── THE INPUT ──

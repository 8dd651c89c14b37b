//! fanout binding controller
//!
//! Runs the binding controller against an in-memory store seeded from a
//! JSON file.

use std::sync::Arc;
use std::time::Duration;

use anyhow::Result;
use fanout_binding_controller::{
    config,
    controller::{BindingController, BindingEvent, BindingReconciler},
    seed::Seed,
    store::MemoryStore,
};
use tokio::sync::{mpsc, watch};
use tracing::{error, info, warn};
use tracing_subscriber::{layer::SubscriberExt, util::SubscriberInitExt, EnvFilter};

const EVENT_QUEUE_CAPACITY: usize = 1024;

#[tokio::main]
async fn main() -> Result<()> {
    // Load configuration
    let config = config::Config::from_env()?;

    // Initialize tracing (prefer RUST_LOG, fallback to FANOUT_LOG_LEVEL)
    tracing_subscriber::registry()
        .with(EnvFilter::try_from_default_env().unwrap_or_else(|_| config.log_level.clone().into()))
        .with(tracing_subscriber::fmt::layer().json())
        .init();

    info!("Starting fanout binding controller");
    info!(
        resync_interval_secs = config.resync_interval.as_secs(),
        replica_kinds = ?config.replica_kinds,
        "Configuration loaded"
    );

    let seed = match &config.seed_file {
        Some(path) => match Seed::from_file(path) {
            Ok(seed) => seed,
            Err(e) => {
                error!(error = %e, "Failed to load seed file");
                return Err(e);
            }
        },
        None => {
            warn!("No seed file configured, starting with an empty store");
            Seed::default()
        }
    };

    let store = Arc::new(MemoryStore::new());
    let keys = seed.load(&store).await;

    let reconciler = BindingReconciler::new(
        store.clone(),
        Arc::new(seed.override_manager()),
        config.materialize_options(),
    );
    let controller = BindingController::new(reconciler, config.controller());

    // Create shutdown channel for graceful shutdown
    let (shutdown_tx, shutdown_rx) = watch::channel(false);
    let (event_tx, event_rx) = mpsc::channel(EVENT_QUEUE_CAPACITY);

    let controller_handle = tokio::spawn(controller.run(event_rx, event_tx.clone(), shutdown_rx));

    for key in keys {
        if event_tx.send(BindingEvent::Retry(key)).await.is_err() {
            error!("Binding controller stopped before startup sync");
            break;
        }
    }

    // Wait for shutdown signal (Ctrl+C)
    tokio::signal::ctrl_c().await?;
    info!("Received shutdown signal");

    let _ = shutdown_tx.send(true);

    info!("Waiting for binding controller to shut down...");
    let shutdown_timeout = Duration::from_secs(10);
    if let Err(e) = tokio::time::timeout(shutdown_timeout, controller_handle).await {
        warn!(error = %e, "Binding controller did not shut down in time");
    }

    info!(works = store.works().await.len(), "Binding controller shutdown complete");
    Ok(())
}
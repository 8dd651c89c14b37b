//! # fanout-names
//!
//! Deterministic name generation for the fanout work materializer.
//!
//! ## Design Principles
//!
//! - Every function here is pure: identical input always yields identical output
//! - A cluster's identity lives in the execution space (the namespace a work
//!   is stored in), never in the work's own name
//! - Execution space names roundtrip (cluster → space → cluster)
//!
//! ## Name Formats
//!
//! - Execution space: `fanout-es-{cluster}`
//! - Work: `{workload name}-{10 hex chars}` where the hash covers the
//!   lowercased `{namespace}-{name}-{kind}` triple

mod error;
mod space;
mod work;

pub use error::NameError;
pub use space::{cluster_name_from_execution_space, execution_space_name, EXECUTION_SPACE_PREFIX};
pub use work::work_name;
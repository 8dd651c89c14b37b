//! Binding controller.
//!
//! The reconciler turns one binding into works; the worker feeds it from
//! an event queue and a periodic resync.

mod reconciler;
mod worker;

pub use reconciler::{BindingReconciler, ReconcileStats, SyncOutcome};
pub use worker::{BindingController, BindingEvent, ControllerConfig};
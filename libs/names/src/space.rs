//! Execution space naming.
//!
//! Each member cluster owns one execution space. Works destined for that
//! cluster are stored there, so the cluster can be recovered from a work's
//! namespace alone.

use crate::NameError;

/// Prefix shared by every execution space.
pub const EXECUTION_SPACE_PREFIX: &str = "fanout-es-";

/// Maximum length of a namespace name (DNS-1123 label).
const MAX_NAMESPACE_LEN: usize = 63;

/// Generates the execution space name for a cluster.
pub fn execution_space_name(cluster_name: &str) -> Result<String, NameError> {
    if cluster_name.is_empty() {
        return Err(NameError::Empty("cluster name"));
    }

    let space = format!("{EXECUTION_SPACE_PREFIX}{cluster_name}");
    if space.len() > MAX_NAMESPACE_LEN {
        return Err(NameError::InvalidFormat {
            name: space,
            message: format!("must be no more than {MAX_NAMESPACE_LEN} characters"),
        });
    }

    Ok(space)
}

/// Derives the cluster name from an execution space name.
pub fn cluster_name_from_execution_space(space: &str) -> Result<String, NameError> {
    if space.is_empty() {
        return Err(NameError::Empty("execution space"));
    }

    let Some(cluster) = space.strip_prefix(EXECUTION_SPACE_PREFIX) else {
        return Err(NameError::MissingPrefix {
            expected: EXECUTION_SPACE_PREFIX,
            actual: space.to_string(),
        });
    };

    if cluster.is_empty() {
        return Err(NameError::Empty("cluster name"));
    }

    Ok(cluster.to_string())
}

───

WHAT TO DO: Each record must be restated word for word, including the last line.

ANSWER SPACE:
repository 8dd651c89c14b37b
//! fanout binding controller
//!
//! Runs the binding controller against an in-memory store seeded from a
//! JSON file.

use std::sync::Arc;
use std::time::Duration;

use anyhow::Result;
use fanout_binding_controller::{
    config,
    controller::{BindingController, BindingEvent, BindingReconciler},
    seed::Seed,
    store::MemoryStore,
};
use tokio::sync::{mpsc, watch};
use tracing::{error, info, warn};
use tracing_subscriber::{layer::SubscriberExt, util::SubscriberInitExt, EnvFilter};

const EVENT_QUEUE_CAPACITY: usize = 1024;

#[tokio::main]
async fn main() -> Result<()> {
    // Load configuration
    let config = config::Config::from_env()?;

    // Initialize tracing (prefer RUST_LOG, fallback to FANOUT_LOG_LEVEL)
    tracing_subscriber::registry()
        .with(EnvFilter::try_from_default_env().unwrap_or_else(|_| config.log_level.clone().into()))
        .with(tracing_subscriber::fmt::layer().json())
        .init();

    info!("Starting fanout binding controller");
    info!(
        resync_interval_secs = config.resync_interval.as_secs(),
        replica_kinds = ?config.replica_kinds,
        "Configuration loaded"
    );

    let seed = match &config.seed_file {
        Some(path) => match Seed::from_file(path) {
            Ok(seed) => seed,
            Err(e) => {
                error!(error = %e, "Failed to load seed file");
                return Err(e);
            }
        },
        None => {
            warn!("No seed file configured, starting with an empty store");
            Seed::default()
        }
    };

    let store = Arc::new(MemoryStore::new());
    let keys = seed.load(&store).await;

    let reconciler = BindingReconciler::new(
        store.clone(),
        Arc::new(seed.override_manager()),
        config.materialize_options(),
    );
    let controller = BindingController::new(reconciler, config.controller());

    // Create shutdown channel for graceful shutdown
    let (shutdown_tx, shutdown_rx) = watch::channel(false);
    let (event_tx, event_rx) = mpsc::channel(EVENT_QUEUE_CAPACITY);

    let controller_handle = tokio::spawn(controller.run(event_rx, event_tx.clone(), shutdown_rx));

    for key in keys {
        if event_tx.send(BindingEvent::Retry(key)).await.is_err() {
            error!("Binding controller stopped before startup sync");
            break;
        }
    }

    // Wait for shutdown signal (Ctrl+C)
    tokio::signal::ctrl_c().await?;
    info!("Received shutdown signal");

    let _ = shutdown_tx.send(true);

    info!("Waiting for binding controller to shut down...");
    let shutdown_timeout = Duration::from_secs(10);
    if let Err(e) = tokio::time::timeout(shutdown_timeout, controller_handle).await {
        warn!(error = %e, "Binding controller did not shut down in time");
    }

    info!(works = store.works().await.len(), "Binding controller shutdown complete");
    Ok(())
}
repository 8dd651c89c14b37b
//! # fanout-names
//!
//! Deterministic name generation for the fanout work materializer.
//!
//! ## Design Principles
//!
//! - Every function here is pure: identical input always yields identical output
//! - A cluster's identity lives in the execution space (the namespace a work
//!   is stored in), never in the work's own name
//! - Execution space names roundtrip (cluster → space → cluster)
//!
//! ## Name Formats
//!
//! - Execution space: `fanout-es-{cluster}`
//! - Work: `{workload name}-{10 hex chars}` where the hash covers the
//!   lowercased `{namespace}-{name}-{kind}` triple

mod error;
mod space;
mod work;

pub use error::NameError;
pub use space::{cluster_name_from_execution_space, execution_space_name, EXECUTION_SPACE_PREFIX};
pub use work::work_name;
repository 8dd651c89c14b37b
//! Binding controller.
//!
//! The reconciler turns one binding into works; the worker feeds it from
//! an event queue and a periodic resync.

mod reconciler;
mod worker;

pub use reconciler::{BindingReconciler, ReconcileStats, SyncOutcome};
pub use worker::{BindingController, BindingEvent, ControllerConfig};
filename libs/names/src/space.rs
//! Execution space naming.
//!
//! Each member cluster owns one execution space. Works destined for that
//! cluster are stored there, so the cluster can be recovered from a work's
//! namespace alone.

use crate::NameError;

/// Prefix shared by every execution space.
pub const EXECUTION_SPACE_PREFIX: &str = "fanout-es-";

/// Maximum length of a namespace name (DNS-1123 label).
const MAX_NAMESPACE_LEN: usize = 63;

/// Generates the execution space name for a cluster.
pub fn execution_space_name(cluster_name: &str) -> Result<String, NameError> {
    if cluster_name.is_empty() {
        return Err(NameError::Empty("cluster name"));
    }

    let space = format!("{EXECUTION_SPACE_PREFIX}{cluster_name}");
    if space.len() > MAX_NAMESPACE_LEN {
        return Err(NameError::InvalidFormat {
            name: space,
            message: format!("must be no more than {MAX_NAMESPACE_LEN} characters"),
        });
    }

    Ok(space)
}

/// Derives the cluster name from an execution space name.
pub fn cluster_name_from_execution_space(space: &str) -> Result<String, NameError> {
    if space.is_empty() {
        return Err(NameError::Empty("execution space"));
    }

    let Some(cluster) = space.strip_prefix(EXECUTION_SPACE_PREFIX) else {
        return Err(NameError::MissingPrefix {
            expected: EXECUTION_SPACE_PREFIX,
            actual: space.to_string(),
        });
    };

    if cluster.is_empty() {
        return Err(NameError::Empty("cluster name"));
    }

    Ok(cluster.to_string())
}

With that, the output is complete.